We talked in class tonight about avoiding dualisms through a
phenomenological strategy inherited from Heidegger--thinking
about different aspects of an experience as related--but distinct--modalities
of Being.
Heidegger’s classic example is truth (ἀλήθεια), which he
views as an uncovering of that which has been covered over by age and example.
The “opposite” of truth is not falsity, but the hiddenness of that which is
potentially present. Uncovering and hiding are not opposites, but different
modalities of truth that we can experience.
Viewing the world this way helps us understand that
opposites are actually connected by sharing a common root--that opposites are
manifestations of different modalities from the same root of Being.
To take another example, this time from Van Manen, silence
can be seen as the “opposite” of speech. But there are different modalities of
silence, just as there are different modalities of speech. Some types of
silence are “empty” modalities (the literal absence of speech), whereas other
types of silences are best understood as the fulfillment of speech--such as the
silences we lapse into when we have had a good conversation, or when we look
into the eyes of our beloved.
Throughout class, we have tried to navigate the dualisms of
phenomenological inquiry--universality and particularity, parts and whole, modern
and postmodern, description and interpretation. The point here, as I stressed
in class, is not to choose one or the other. Rather, it is to see these as
related modalities.
Put another way, one I started to explain near the end of
class:
We live our lives in between the “yes” of our desire and the
“no” of authority’s prohibition. Theorists such as Bakhtin
locate meaning and subjectivity as emerging out of this dialogue between the centrifugal
and centripetal moments of our existence.
When I was young, I saw life as a great struggle between my
own “yes” and my parents’ (and my church’s,
my teachers’, my society’s) “no.”
As I have gotten older, I have seen the dialogue in more
nuanced terms, between my own “yes, but” and society’s “no, but.”
Personally, I think phenomenology would have us dwell within
the land of “yes, but.”
Our freedom is always bounded, limited. We never quite find
ourselves in situations as we imagined them, as we originally desired them (the world always pushes back!).

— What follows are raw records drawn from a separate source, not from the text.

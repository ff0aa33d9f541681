use std::collections::VecDeque;
use std::net::SocketAddr;
use std::sync::Arc;

use parking_lot::Mutex;
use tokio::net::TcpListener;
use tokio::sync::oneshot;
use tonic::codec::CompressionEncoding;
use tonic::Request;
use tonic::Response;
use tonic::Status;
use tracing::debug;

use crate::constants::AUTHORIZATION_HEADER;
use crate::proto::ingest::event_ingest_server::EventIngest;
use crate::proto::ingest::event_ingest_server::EventIngestServer;
use crate::proto::ingest::PublishRequest;
use crate::proto::ingest::PublishResponse;

/// One accepted `Publish` call
#[derive(Debug, Clone)]
pub struct ReceivedPublish {
    pub authorization: Option<String>,
    pub request: PublishRequest,
}

/// Ingest service that fails with the scripted statuses first, then
/// accepts and records every request.
#[derive(Debug, Default)]
pub struct MockIngestService {
    scripted_failures: Mutex<VecDeque<Status>>,
    received: Mutex<Vec<ReceivedPublish>>,
}

impl MockIngestService {
    pub fn failing_with(statuses: Vec<Status>) -> Self {
        Self {
            scripted_failures: Mutex::new(statuses.into()),
            ..Default::default()
        }
    }

    pub fn received(&self) -> Vec<ReceivedPublish> {
        self.received.lock().clone()
    }
}

#[tonic::async_trait]
impl EventIngest for MockIngestService {
    async fn publish(
        &self,
        request: Request<PublishRequest>,
    ) -> std::result::Result<Response<PublishResponse>, Status> {
        if let Some(status) = self.scripted_failures.lock().pop_front() {
            return Err(status);
        }

        let authorization = request
            .metadata()
            .get(AUTHORIZATION_HEADER)
            .and_then(|value| value.to_str().ok())
            .map(str::to_string);
        let request = request.into_inner();
        let accepted = request.messages.len() as u32;
        self.received.lock().push(ReceivedPublish {
            authorization,
            request,
        });

        Ok(Response::new(PublishResponse { accepted }))
    }
}

/// Serves `service` on an ephemeral local port until `rx` fires.
pub(crate) async fn start_ingest_server(
    service: Arc<MockIngestService>,
    rx: oneshot::Receiver<()>,
) -> (u16, SocketAddr) {
    let listener = TcpListener::bind("127.0.0.1:0").await.unwrap();
    let addr = listener.local_addr().unwrap();
    let port = addr.port();
    debug!("starting mock ingest service:port={port}");

    tokio::spawn(async move {
        tonic::transport::Server::builder()
            .add_service(
                EventIngestServer::from_arc(service)
                    .accept_compressed(CompressionEncoding::Gzip)
                    .send_compressed(CompressionEncoding::Gzip),
            )
            .serve_with_incoming_shutdown(tokio_stream::wrappers::TcpListenerStream::new(listener), async {
                rx.await.ok();
            })
            .await
            .unwrap();
    });

    (port, addr)
}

As Heidegger says, we are constantly “thrown” by life, and like a
tennis player returning serve, we cope from this reactive posture as best we
can.
So while our freedom is bounded, it is nonetheless the case
that affirmation, from within this space, seems to me our best bet for wise and
rich living.
Our life, our work, and our research texts are, therefore, never
simply true/false, or valid/invalid. They are, rather, “yes, but.” That “but”
means that there is always more to be said, always more that can be learned,
always another dialogue to be had.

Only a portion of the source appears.